* [PROMPT]:
Only the lines below, from the one with "pub mod bigwiginfo;" through the one with "the region (0-based).", are to be written out, exactly.

Data items:
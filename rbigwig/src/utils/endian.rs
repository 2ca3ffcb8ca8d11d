use byteordered::Endianness;
use bytes::Buf;

/// Reads multi-byte primitives from a [`Buf`] in a byte order chosen at
/// runtime (bbi files can be written in either).
///
/// Like the methods on `Buf`, these panic if there are not enough bytes
/// remaining, so callers check lengths first.
pub trait EndianBuf: Buf {
    fn get_u16_endian(&mut self, endianness: Endianness) -> u16 {
        match endianness {
            Endianness::Big => self.get_u16(),
            Endianness::Little => self.get_u16_le(),
        }
    }

    fn get_u32_endian(&mut self, endianness: Endianness) -> u32 {
        match endianness {
            Endianness::Big => self.get_u32(),
            Endianness::Little => self.get_u32_le(),
        }
    }

    fn get_u64_endian(&mut self, endianness: Endianness) -> u64 {
        match endianness {
            Endianness::Big => self.get_u64(),
            Endianness::Little => self.get_u64_le(),
        }
    }

    fn get_f32_endian(&mut self, endianness: Endianness) -> f32 {
        match endianness {
            Endianness::Big => self.get_f32(),
            Endianness::Little => self.get_f32_le(),
        }
    }

    fn get_f64_endian(&mut self, endianness: Endianness) -> f64 {
        match endianness {
            Endianness::Big => self.get_f64(),
            Endianness::Little => self.get_f64_le(),
        }
    }
}

impl<B: Buf + ?Sized> EndianBuf for B {}

#[cfg(test)]
mod tests {
    use super::*;

    #[test]
    fn test_both_orders() {
        let mut data: &[u8] = &[0x00, 0x00, 0x01, 0x02, 0x02, 0x01, 0x00, 0x00];
        assert_eq!(data.get_u32_endian(Endianness::Big), 0x0102);
        assert_eq!(data.get_u32_endian(Endianness::Little), 0x0102);

        let be = 1.5f64.to_be_bytes();
        let le = 1.5f64.to_le_bytes();
        assert_eq!((&be[..]).get_f64_endian(Endianness::Big), 1.5);
        assert_eq!((&le[..]).get_f64_endian(Endianness::Little), 1.5);
        assert_ne!((&le[..]).get_f64_endian(Endianness::Big), 1.5);
    }
}
use std::error::Error;

use clap::{Parser, Subcommand};

use rbigwig::utils::cli::bigwiginfo::{bigwiginfo, BigWigInfoArgs};
use rbigwig::utils::cli::intervals::{intervals, IntervalsArgs};
use rbigwig::utils::cli::stats::{stats, StatsArgs};

#[derive(Clone, Debug, PartialEq, Subcommand)]
enum SubCommands {
    /// Gets information about a bigWig.
    Info {
        #[command(flatten)]
        args: BigWigInfoArgs,
    },
    /// Prints the intervals of a bigWig overlapping a region, as bedGraph.
    Intervals {
        #[command(flatten)]
        args: IntervalsArgs,
    },
    /// Summarizes a region of a bigWig into bins.
    Stats {
        #[command(flatten)]
        args: StatsArgs,
    },
}

#[derive(Debug, Parser)]
#[command(name = "rbigwig", about = "Reads bigWig files.", long_about = None, version)]
struct Cli {
    #[command(subcommand)]
    command: SubCommands,
}

fn main() -> Result<(), Box<dyn Error>> {
    pretty_env_logger::init();

    let cli = Cli::parse();
    match cli.command {
        SubCommands::Info { args } => bigwiginfo(args),
        SubCommands::Intervals { args } => intervals(args),
        SubCommands::Stats { args } => stats(args),
    }
}

#[test]
fn verify_cli_bin() {
    use clap::CommandFactory;
    Cli::command().debug_assert()
}

#[test]
fn test_parse_stats() {
    use rbigwig::Statistic;

    let cli = Cli::try_parse_from([
        "rbigwig", "stats", "a.bw", "chr1", "0", "1000", "--bins", "10", "-s", "max", "--table",
    ])
    .unwrap();
    match cli.command {
        SubCommands::Stats { args } => {
            assert_eq!(args.bins, 10);
            assert_eq!(args.statistic, Statistic::Max);
            assert!(args.table);
            assert!(!args.exact);
        }
        _ => panic!("Expected stats subcommand"),
    }

    let unknown = ["rbigwig", "stats", "a.bw", "chr1", "0", "1", "-s", "median"];
    assert!(Cli::try_parse_from(unknown).is_err());
}
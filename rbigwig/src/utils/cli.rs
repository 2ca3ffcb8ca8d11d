//! The subcommands of the `rbigwig` binary.

pub mod bigwiginfo;
pub mod intervals;
pub mod stats;

/// Opens the bigWig at `$path` (with the `remote` feature, this can be a
/// url) and calls `$f(bigwig, args...)`, where `$f` is generic over
/// `BBIFileRead`. Returns early on open errors.
macro_rules! with_bigwig {
    ($path:expr, $f:ident($($arg:expr),*)) => {{
        let path: &str = $path;
        #[cfg(feature = "remote")]
        {
            if path.starts_with("http") {
                let f = $crate::utils::file::remote_file::RemoteFile::new(path);
                let bigwig = $crate::BigWigRead::open(f)?;
                return $f(bigwig $(, $arg)*);
            }
        }
        let bigwig = $crate::BigWigRead::open_file(path)?;
        $f(bigwig $(, $arg)*)
    }};
}

pub(crate) use with_bigwig;
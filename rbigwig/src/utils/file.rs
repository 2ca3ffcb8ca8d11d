use std::io::{Read, Seek};

pub mod bytereader;

#[cfg(feature = "remote")]
pub mod remote_file;

/// A helper trait that for things that implement `Read` and `Seek`
pub trait SeekableRead: Seek + Read {}
impl<T> SeekableRead for T where T: Seek + Read {}
use std::error::Error;
use std::io::{self, BufWriter, Write};

use clap::Args;

use crate::utils::cli::with_bigwig;
use crate::{BBIFileRead, BigWigRead};

#[derive(Clone, Debug, PartialEq, Args)]
pub struct IntervalsArgs {
    /// The bigWig to read from.
    pub bigwig: String,

    /// The chromosome to read.
    pub chrom: String,

    /// The start of the region (0-based).
    pub start: u32,

    /// The end of the region (exclusive).
    pub end: u32,

    /// If set, intervals with missing (`NaN`) values are printed too.
    #[arg(long)]
    #[arg(default_value_t = false)]
    pub include_missing: bool,
}

/// Prints the intervals overlapping a region as bedGraph lines.
pub fn intervals(args: IntervalsArgs) -> Result<(), Box<dyn Error>> {
    with_bigwig!(&args.bigwig, write_intervals(&args))
}

fn write_intervals<R: BBIFileRead>(
    mut bigwig: BigWigRead<R>,
    args: &IntervalsArgs,
) -> Result<(), Box<dyn Error>> {
    let intervals =
        bigwig.fetch_intervals(&args.chrom, args.start, args.end, args.include_missing)?;
    let mut out = BufWriter::new(io::stdout().lock());
    for value in intervals.values {
        writeln!(
            out,
            "{}\t{}\t{}\t{}",
            args.chrom, value.start, value.end, value.value
        )?;
    }
    out.flush()?;
    Ok(())
}
use thiserror::Error;

/// Errors raised by a BLE transport adapter.
#[derive(Debug, Error)]
pub enum TransportError {
    #[error("peripheral is not connected")]
    NotConnected,

    #[error("characteristic {0} not found")]
    CharacteristicNotFound(String),

    #[error("BLE transport error: {0}")]
    Ble(String),

    #[cfg(feature = "btleplug-transport")]
    #[error(transparent)]
    Btleplug(#[from] btleplug::Error),
}

/// Errors produced while encoding frames or decoding lamp notifications.
#[derive(Debug, Clone, PartialEq, Error)]
pub enum ProtocolError {
    #[error("{field} = {value} is outside {min}..={max}")]
    OutOfRange {
        field: &'static str,
        value: f64,
        min: f64,
        max: f64,
    },

    /// Status byte of a notification was not zero. Not a failure: the queue keeps waiting.
    #[error("notification rejected with status {status:#04x}")]
    NotificationMismatch { status: u8 },

    #[error("notification too short ({len} bytes)")]
    Truncated { len: usize },
}

/// Errors surfaced by the BLE lamp link.
#[derive(Debug, Error)]
pub enum LampError {
    /// The lamp service was not found after discovery.
    #[error("lamp service missing after discovery")]
    ServiceMissing,

    /// Connect or discovery failed, or the link dropped while draining.
    #[error("connection failed: {0}")]
    ConnectionFailed(String),

    /// A single frame could not be written. Absorbed by the queue.
    #[error("write failed: {0}")]
    WriteFailed(#[source] TransportError),

    #[error("unknown lamp {0}")]
    InvalidDevice(String),

    #[error("invalid lamp configuration: {0}")]
    InvalidConfig(String),

    #[error(transparent)]
    Protocol(#[from] ProtocolError),
}

impl LampError {
    /// Whether the command queue schedules another drain for this error.
    pub fn is_retryable(&self) -> bool {
        matches!(self, Self::ServiceMissing | Self::ConnectionFailed(_))
    }
}

impl From<TransportError> for LampError {
    fn from(err: TransportError) -> Self {
        Self::ConnectionFailed(err.to_string())
    }
}

/// Errors from the cloud REST API. Never retried.
#[derive(Debug, Error)]
pub enum CloudError {
    #[error("cloud request timed out")]
    RequestTimeout,

    #[error("cloud request failed: {0}")]
    Request(#[source] reqwest::Error),

    #[error("invalid cloud response: {0}")]
    InvalidResponse(String),
}

impl From<reqwest::Error> for CloudError {
    fn from(err: reqwest::Error) -> Self {
        if err.is_timeout() {
            Self::RequestTimeout
        } else if err.is_decode() {
            Self::InvalidResponse(err.to_string())
        } else {
            Self::Request(err)
        }
    }
}
//! BLE Transport Seam
//!
//! The lamp link never talks to a Bluetooth stack directly. Scanning,
//! connecting and GATT access go through these traits so the session and
//! queue can run against btleplug or against a scripted peripheral in tests.

use crate::error::TransportError;
use async_trait::async_trait;
use std::sync::Arc;
use tokio::sync::mpsc;
use uuid::Uuid;

pub type TransportResult<T> = Result<T, TransportError>;

/// Notification payloads for one subscribed characteristic
pub type Notifications = mpsc::UnboundedReceiver<Vec<u8>>;

/// Finds peripherals advertising a service
#[async_trait]
pub trait BleScanner: Send + Sync {
    async fn discover(&self, service: Uuid) -> TransportResult<Vec<Arc<dyn BleDevice>>>;
}

/// A known peripheral that can be connected to
#[async_trait]
pub trait BleDevice: Send + Sync {
    /// Stable identifier used by the driver registry
    fn id(&self) -> String;

    async fn connect(&self) -> TransportResult<Arc<dyn BlePeripheral>>;
}

/// A live link to a peripheral
#[async_trait]
pub trait BlePeripheral: Send + Sync {
    async fn is_connected(&self) -> bool;

    async fn discover_services_and_characteristics(&self) -> TransportResult<()>;

    /// `None` when the peripheral does not expose the service
    async fn service(&self, uuid: Uuid) -> TransportResult<Option<Arc<dyn BleService>>>;

    async fn disconnect(&self) -> TransportResult<()>;
}

/// GATT service access
#[async_trait]
pub trait BleService: Send + Sync {
    async fn write(&self, characteristic: Uuid, data: &[u8]) -> TransportResult<()>;

    /// Start notifications; payloads arrive on the returned channel until unsubscribed
    async fn subscribe(&self, characteristic: Uuid) -> TransportResult<Notifications>;

    async fn unsubscribe(&self, characteristic: Uuid) -> TransportResult<()>;
}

* [OUTPUT FOR THIS TASK]:
pub mod bigwiginfo;
pub mod intervals;
pub mod stats;

/// Opens the bigWig at `$path` (with the `remote` feature, this can be a
/// url) and calls `$f(bigwig, args...)`, where `$f` is generic over
/// `BBIFileRead`. Returns early on open errors.
macro_rules! with_bigwig {
    ($path:expr, $f:ident($($arg:expr),*)) => {{
        let path: &str = $path;
        #[cfg(feature = "remote")]
        {
            if path.starts_with("http") {
                let f = $crate::utils::file::remote_file::RemoteFile::new(path);
                let bigwig = $crate::BigWigRead::open(f)?;
                return $f(bigwig $(, $arg)*);
            }
        }
        let bigwig = $crate::BigWigRead::open_file(path)?;
        $f(bigwig $(, $arg)*)
    }};
}

pub(crate) use with_bigwig;
filename rbigwig/src/utils/file.rs
repository 2ca3ffcb8ca8d11d
use std::io::{Read, Seek};

pub mod bytereader;

#[cfg(feature = "remote")]
pub mod remote_file;

/// A helper trait that for things that implement `Read` and `Seek`
pub trait SeekableRead: Seek + Read {}
impl<T> SeekableRead for T where T: Seek + Read {}
use std::error::Error;
use std::io::{self, BufWriter, Write};

use clap::Args;

use crate::utils::cli::with_bigwig;
use crate::{BBIFileRead, BigWigRead};

#[derive(Clone, Debug, PartialEq, Args)]
pub struct IntervalsArgs {
    /// The bigWig to read from.
    pub bigwig: String,

    /// The chromosome to read.
    pub chrom: String,

    /// The start of the region (0-based).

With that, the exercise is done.